Kat's death seems like the most traumatic one Paul has witnessed--not least because, as Paul thinks, Kat is his last remaining friend. When the orderly asks Paul if he and Kat are related, Paul twice says to himself "No, we are not related," but it is clear their bond goes beyond relations. Indeed, Paul has expressed little pain at the thought of his mother's dying, and we never find out if and when she has died.

Remarque provides his final analysis of the soldiers' camaraderie. He reminds us that their bonding is crucial because it helps the men fend off the ravages of war, and Paul reinforces the idea that such intimacy is possible especially because the men have become alike. Though the military has worked hard to de-individualize the men for its own agenda, at least there is one positive side effect.

Müller's death and transfer of Kemmerich's boots develops the boots' deathly associations--Paul is already making plans for who shall get them next, as if his death is an inevitability. Not only is the physical material of the boots more permanent than the bodies of the soldiers, but in practical terms, it is more valuable.

Detering's burning desire to leave for home is an expression of what all the men repress, the need to escape from their "artificial" stoicism. However, there is a reason he is the only one who leaves; he is one of the few young men with a real home and profession. If the others had more compelling reasons to return home, they would probably have deserted long ago.

Chapter 12 Summary:

By autumn, only six others besides Paul from his class are left. They hope for an armistice to bring peace. Paul has two weeks' rest for having swallowed some gas. He thinks even with peace, the soldiers will be hopeless and aimless. He feels the older generation will not understand his generation's chaos. Paul decides that since he has already lost so much in the war, he cannot lose anymore. He is unsure if he has fully subdued all the life within him, but feels it will "seek its own way out" somehow.

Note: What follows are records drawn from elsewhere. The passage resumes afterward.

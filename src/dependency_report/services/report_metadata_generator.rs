use crate::dependency_report::domain::ReportMetadata;
use chrono::Local;

/// Footer timestamp format
pub const TIMESTAMP_FORMAT: &str = "%Y-%m-%d %H:%M:%S";

/// Prefix of every report title
pub const TITLE_PREFIX: &str = "Dependency Report for ";

pub struct ReportMetadataGenerator;

impl ReportMetadataGenerator {
    /// Generates report metadata stamped with the current local time.
    pub fn generate_metadata(title: &str, tool_name: &str, tool_version: &str) -> ReportMetadata {
        let generated_at = Local::now().format(TIMESTAMP_FORMAT).to_string();

        ReportMetadata::new(
            title.to_string(),
            generated_at,
            tool_name.to_string(),
            tool_version.to_string(),
        )
    }

    /// Generates metadata with this crate's name and version
    pub fn generate_default_metadata(title: &str) -> ReportMetadata {
        Self::generate_metadata(title, env!("CARGO_PKG_NAME"), env!("CARGO_PKG_VERSION"))
    }

    /// Builds the report title for a group name.
    pub fn title_for_group(group: &str) -> String {
        format!("{}{}", TITLE_PREFIX, group)
    }
}

#[cfg(test)]
mod tests {
    use super::*;
    use chrono::NaiveDateTime;

    #[test]
    fn test_generate_metadata() {
        let metadata = ReportMetadataGenerator::generate_metadata("T", "test-tool", "1.0.0");
        assert_eq!(metadata.title(), "T");
        assert_eq!(metadata.tool_name(), "test-tool");
        assert_eq!(metadata.tool_version(), "1.0.0");
    }

    #[test]
    fn test_timestamp_format() {
        let metadata = ReportMetadataGenerator::generate_default_metadata("T");
        let parsed = NaiveDateTime::parse_from_str(metadata.generated_at(), TIMESTAMP_FORMAT);
        assert!(parsed.is_ok());
        assert_eq!(metadata.generated_at().len(), 19);
    }

    #[test]
    fn test_default_metadata_uses_crate_info() {
        let metadata = ReportMetadataGenerator::generate_default_metadata("T");
        assert_eq!(metadata.tool_name(), "dep-report");
        assert_eq!(metadata.tool_version(), env!("CARGO_PKG_VERSION"));
    }

    #[test]
    fn test_title_for_group() {
        assert_eq!(
            ReportMetadataGenerator::title_for_group("Payments"),
            "Dependency Report for Payments"
        );
    }
}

In third-person narration, we learn that Paul died in October, 1918, on a day otherwise so calm that the army report merely stated "All quite on the Western Front." Paul's face seemed calm, "as though almost glad the end had come."


Paul delivers his final thoughts on the war, focusing on the theme of inter-generational conflict Remarque has threaded throughout the novel: his generation's alienation and aimlessness and its feelings of betrayal at the hands of the older generation.

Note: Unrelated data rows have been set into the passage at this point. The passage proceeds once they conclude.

use std::fmt;
use std::path::PathBuf;
use thiserror::Error;

/// Exit codes for the CLI application.
#[derive(Debug, Clone, Copy, PartialEq, Eq)]
#[repr(i32)]
pub enum ExitCode {
    /// The report was written
    Success = 0,
    /// Any failure of the pipeline (malformed input, lookup failure, I/O error, etc.)
    ApplicationError = 1,
    /// Invalid or missing command-line arguments / configuration values
    InvalidArguments = 2,
}

impl ExitCode {
    /// Convert to i32 for use with std::process::exit
    pub fn as_i32(self) -> i32 {
        self as i32
    }
}

impl fmt::Display for ExitCode {
    fn fmt(&self, f: &mut fmt::Formatter<'_>) -> fmt::Result {
        match self {
            ExitCode::Success => write!(f, "Success (0)"),
            ExitCode::ApplicationError => write!(f, "Application Error (1)"),
            ExitCode::InvalidArguments => write!(f, "Invalid Arguments (2)"),
        }
    }
}

/// Application-specific errors for dependency report generation.
///
/// Every variant is fatal for the run. None of them is retried.
#[derive(Debug, Error)]
pub enum ReportError {
    #[error("Malformed input records (expected at least 4 fields: project, ecosystem, name, version):\n{}", format_malformed(.lines))]
    MalformedRecord { lines: Vec<MalformedLine> },

    #[error("Metadata lookup failed for {reference} ({ecosystem})\nDetails: {details}")]
    Lookup {
        ecosystem: String,
        reference: String,
        details: String,
    },

    #[error("Failed to parse SPDX license expression '{expression}' for {reference}\nDetails: {details}\n\n💡 Hint: Run without --strict-licenses to fall back to the license or project link")]
    LicenseParse {
        reference: String,
        expression: String,
        details: String,
    },

    #[error("No metadata registry available for ecosystem '{ecosystem}'\n\n💡 Hint: Supported ecosystems: {supported}")]
    UnsupportedEcosystem { ecosystem: String, supported: String },

    #[error("Invalid exclusion pattern '{pattern}'\nDetails: {details}")]
    InvalidExcludePattern { pattern: String, details: String },

    #[error("Input file not found: {path}\n\n💡 Hint: Please verify the path given with --input")]
    InputNotFound { path: PathBuf },

    #[error("Failed to read file: {path}\nDetails: {details}\n\n💡 Hint: Please verify that the file exists and you have read permissions")]
    FileRead { path: PathBuf, details: String },

    #[error("Failed to write to file: {path}\nDetails: {details}\n\n💡 Hint: Please verify that the directory exists and you have write permissions")]
    FileWrite { path: PathBuf, details: String },

    #[error("Security violation: {path}\nReason: {reason}")]
    Security { path: PathBuf, reason: String },

    #[error("Failed to read config file: {path}\nDetails: {details}\n\n💡 Hint: Check that the file exists and is readable.")]
    ConfigRead { path: PathBuf, details: String },

    #[error("Failed to parse config file: {path}\nDetails: {details}\n\n💡 Hint: Ensure the file contains valid YAML syntax.")]
    ConfigParse { path: PathBuf, details: String },

    /// Invalid or missing configuration value
    #[error("Validation error: {message}")]
    Validation { message: String },
}

/// A single input record that did not carry enough fields.
#[derive(Debug, Clone, PartialEq, Eq)]
pub struct MalformedLine {
    pub line: usize,
    pub field_count: usize,
}

fn format_malformed(lines: &[MalformedLine]) -> String {
    lines
        .iter()
        .map(|l| format!("  line {}: {} field(s)", l.line, l.field_count))
        .collect::<Vec<_>>()
        .join("\n")
}

impl ReportError {
    /// Stable diagnostic class name printed on the single-line error summary.
    pub fn class(&self) -> &'static str {
        match self {
            ReportError::MalformedRecord { .. } => "MalformedRecordError",
            ReportError::Lookup { .. } => "LookupError",
            ReportError::LicenseParse { .. } => "LicenseParseError",
            ReportError::UnsupportedEcosystem { .. } => "UnsupportedEcosystemError",
            ReportError::InvalidExcludePattern { .. } => "InvalidExcludePatternError",
            ReportError::InputNotFound { .. } => "InputNotFoundError",
            ReportError::FileRead { .. } => "FileReadError",
            ReportError::FileWrite { .. } => "FileWriteError",
            ReportError::Security { .. } => "SecurityError",
            ReportError::ConfigRead { .. } => "ConfigReadError",
            ReportError::ConfigParse { .. } => "ConfigParseError",
            ReportError::Validation { .. } => "ValidationError",
        }
    }

    /// Exit code this error maps to at the top level.
    pub fn exit_code(&self) -> ExitCode {
        match self {
            ReportError::Validation { .. }
            | ReportError::InvalidExcludePattern { .. }
            | ReportError::ConfigRead { .. }
            | ReportError::ConfigParse { .. } => ExitCode::InvalidArguments,
            _ => ExitCode::ApplicationError,
        }
    }
}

But Paul sounds a quiet note of optimism at the end. He seems to have a dualistic approach to Janis Joplin's chestnut "Freedom's just another word for nothing left to lose." Paul has lost everything, and is now apathetic to further destruction, for war can take nothing else from him. On the other hand, maybe this loss has granted him some freedom to care about and love life again. Perhaps it is not personal freedom--Paul implies that the "will that is within me" is against his capacity to love--but some kind of universal freedom that throbs within all humanity. This freedom may allow life to flourish even in the most hardened soldier's heart.

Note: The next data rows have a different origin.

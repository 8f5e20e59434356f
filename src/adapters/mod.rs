/// Adapters layer - Infrastructure implementations
///
/// This layer contains concrete implementations of the outbound ports:
/// the CSV reader, the NuGet registry client, report formatters, console
/// progress and output presenters.
pub mod outbound;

But it is not meant to be; Paul dies, and the novel's title takes on a chilling tone. Even on its quiet days, war can be loud to some. Nevertheless, Paul gets his wish, freed from the brutality of war and returned to the earth, the one safe, permanent thing he knows. The war ended officially on November 11, 1918, but it is clear that Paul is better off having died beforehand. Though Paul was ruined for life after the war, Remarque was able to translate his war experiences into one of the most stirring anti-war novels of all time. Although the narrator of the last two paragraphs is anonymous, the reader gets the sense that Remarque is finally allowing himself into the narration. All Quiet on the Western Front is at once a condemnation of nationalism and violence, an examination of alienation and aimlessness, and an ode to the intimate bonds between soldiers in times of horror.